Archäologie. - Spartaner, so berichtet die Legende, sollen missgebildete Kinder in eine Schlucht des Bergs Taygetos geworfen haben. Tatsächlich stießen Archäologen dort auf 2700 Jahre alte Knochenfunde, allerdings von Erwachsenen. Eine Feinanalyse der Gebeine half dabei, ihre Geschichte zu erzählen.

Von Michael Stang | 26.06.2006
    Maria Maniati entspricht nicht gerade dem Bild eines stereotypen Archäologen mit staubiger Brille und Indiana-Jones-Allüren. Die zierliche Griechin vom Nationalen Zentrum für Wissenschaftliche Forschung "Nationales Zentrum für Wissenschaftliche Forschung "Demokritos"" redet schnell und man spürt sofort ihre Begeisterung für die Forschung an den Gebeinen von Keadas. Das ist der Name einer Felsspalte im Taygetos-Gebirge auf der Peloponnes-Halbinsel im südlichen Griechenland, in der die Knochen lagen. Im Labor für Archäometrie untersuchte sie die Knochen von 15 Menschen, die vor rund 2600 Jahren dort hinein geworfen worden waren. Nach den ersten Datierungen von Kollegen der Universität Athen und Utah war sie sicher, dass die Knochen tatsächlich aus der Zeit um 700 vor Christus stammen: also genau aus der Zeit des 2. Messenischen Krieges, in dem von circa 669 bis 657 vor Christus Sparta gegen das benachbarte Messenien kämpfte. Nach den Datierungen untersuchte Maria Maniati die Gebeine auf stabile Isotope. Diese Isotope sind chemische Elemente, die nicht radioaktiv sind und damit bis heute stabil erhalten blieben.

    "An einem Haar etwa kann man feststellen, was man vergangene Woche gegessen hat, das ist gar kein Problem. In den Knochen aber kann man tatsächlich die Ernährung der letzten fünf bis zehn Lebensjahre eines Menschen sehen. "
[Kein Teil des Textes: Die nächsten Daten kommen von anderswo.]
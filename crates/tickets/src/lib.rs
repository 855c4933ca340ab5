//! Cinema ticket purchasing domain.
//!
//! This crate contains the purchase rules and the purchase workflow, implemented
//! as deterministic domain logic. Seat booking and payment are reached only
//! through the [`SeatReservationService`] and [`TicketPaymentService`] traits.

pub mod counts;
pub mod error;
pub mod prices;
pub mod service;
pub mod ticket;
pub mod validator;

pub use counts::TicketCounts;
pub use error::{ItemViolation, PurchaseError, ViolationKind};
pub use prices::PriceTable;
pub use service::{
    PurchaseSummary, PurchaseTicketsError, SeatReservationService, TicketPaymentService,
    TicketService,
};
pub use ticket::{PurchaseOrder, RequestedType, TicketType, TicketTypeRequest, UnknownTicketType};
pub use validator::{PurchaseLimits, PurchaseValidator, ValidatedPurchase};
use core::str::FromStr;

use serde::{Deserialize, Serialize};

use cinema_core::ValueObject;

/// Ticket types on sale. The set is closed.
#[derive(Debug, Copy, Clone, PartialEq, Eq, Hash, Serialize, Deserialize)]
#[serde(rename_all = "UPPERCASE")]
pub enum TicketType {
    Adult,
    Child,
    Infant,
}

impl TicketType {
    pub const ALL: [TicketType; 3] = [TicketType::Adult, TicketType::Child, TicketType::Infant];

    pub fn as_str(&self) -> &'static str {
        match self {
            TicketType::Adult => "ADULT",
            TicketType::Child => "CHILD",
            TicketType::Infant => "INFANT",
        }
    }

    /// Whether a ticket of this type occupies a seat. Infants sit on an adult's lap.
    pub fn occupies_seat(&self) -> bool {
        !matches!(self, TicketType::Infant)
    }
}

impl core::fmt::Display for TicketType {
    fn fmt(&self, f: &mut core::fmt::Formatter<'_>) -> core::fmt::Result {
        f.write_str(self.as_str())
    }
}

/// Returned when a name does not match any [`TicketType`].
#[derive(Debug, Clone, PartialEq, Eq, thiserror::Error)]
#[error("unknown ticket type: {0}")]
pub struct UnknownTicketType(pub String);

impl FromStr for TicketType {
    type Err = UnknownTicketType;

    fn from_str(s: &str) -> Result<Self, Self::Err> {
        TicketType::ALL
            .into_iter()
            .find(|t| t.as_str().eq_ignore_ascii_case(s.trim()))
            .ok_or_else(|| UnknownTicketType(s.to_string()))
    }
}

/// The type a request asks for, as received.
///
/// Requests come from outside the process, so a request may name a type that
/// is not on sale. That is kept as data and rejected during validation rather
/// than at parse time, so every bad request in a batch gets reported.
#[derive(Debug, Clone, PartialEq, Eq, Hash, Serialize, Deserialize)]
#[serde(from = "String", into = "String")]
pub enum RequestedType {
    Known(TicketType),
    Unrecognized(String),
}

impl RequestedType {
    pub fn known(&self) -> Option<TicketType> {
        match self {
            RequestedType::Known(t) => Some(*t),
            RequestedType::Unrecognized(_) => None,
        }
    }
}

impl From<TicketType> for RequestedType {
    fn from(value: TicketType) -> Self {
        RequestedType::Known(value)
    }
}

impl From<String> for RequestedType {
    fn from(value: String) -> Self {
        match value.parse::<TicketType>() {
            Ok(t) => RequestedType::Known(t),
            Err(_) => RequestedType::Unrecognized(value),
        }
    }
}

impl From<RequestedType> for String {
    fn from(value: RequestedType) -> Self {
        match value {
            RequestedType::Known(t) => t.as_str().to_string(),
            RequestedType::Unrecognized(name) => name,
        }
    }
}

/// A request for `count` tickets of one type. Immutable once built.
#[derive(Debug, Clone, PartialEq, Eq, Serialize, Deserialize)]
pub struct TicketTypeRequest {
    #[serde(rename = "type", default)]
    ticket_type: Option<RequestedType>,
    #[serde(default)]
    count: Option<i64>,
}

impl ValueObject for TicketTypeRequest {}

impl TicketTypeRequest {
    pub fn new(ticket_type: TicketType, count: i64) -> Self {
        Self {
            ticket_type: Some(RequestedType::Known(ticket_type)),
            count: Some(count),
        }
    }

    /// A request that names no type at all.
    pub fn untyped(count: i64) -> Self {
        Self {
            ticket_type: None,
            count: Some(count),
        }
    }

    /// A request naming a type that is not on sale.
    pub fn unrecognized(name: impl Into<String>, count: i64) -> Self {
        Self {
            ticket_type: Some(RequestedType::Unrecognized(name.into())),
            count: Some(count),
        }
    }

    /// A request that names a type but no number of tickets.
    pub fn uncounted(ticket_type: TicketType) -> Self {
        Self {
            ticket_type: Some(RequestedType::Known(ticket_type)),
            count: None,
        }
    }

    pub fn ticket_type(&self) -> Option<&RequestedType> {
        self.ticket_type.as_ref()
    }

    pub fn count(&self) -> Option<i64> {
        self.count
    }
}

/// One purchase attempt, in the shape it arrives from callers.
///
/// Every part of the order may be absent: the account id, the request list, or
/// individual elements of that list. Validation turns this into a
/// [`ValidatedPurchase`](crate::ValidatedPurchase) or a
/// [`PurchaseError`](crate::PurchaseError).
#[derive(Debug, Clone, Default, PartialEq, Eq, Serialize, Deserialize)]
pub struct PurchaseOrder {
    #[serde(default)]
    pub account_id: Option<i64>,
    #[serde(default)]
    pub requests: Option<Vec<Option<TicketTypeRequest>>>,
}

impl PurchaseOrder {
    /// An order with every part present.
    pub fn new(account_id: i64, requests: impl IntoIterator<Item = TicketTypeRequest>) -> Self {
        Self {
            account_id: Some(account_id),
            requests: Some(requests.into_iter().map(Some).collect()),
        }
    }
}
    Die Idee der Untersuchung war einfach: wenn alle Knochen das gleiche Ergebnis zeigen, stammten die Toten alle aus der gleichen Region. Da die Ernährungsweisen aus dem antiken Sparta bekannt sind, könnten die Forscher so eindeutig feststellen, ob die Toten aus Sparta kamen oder nicht.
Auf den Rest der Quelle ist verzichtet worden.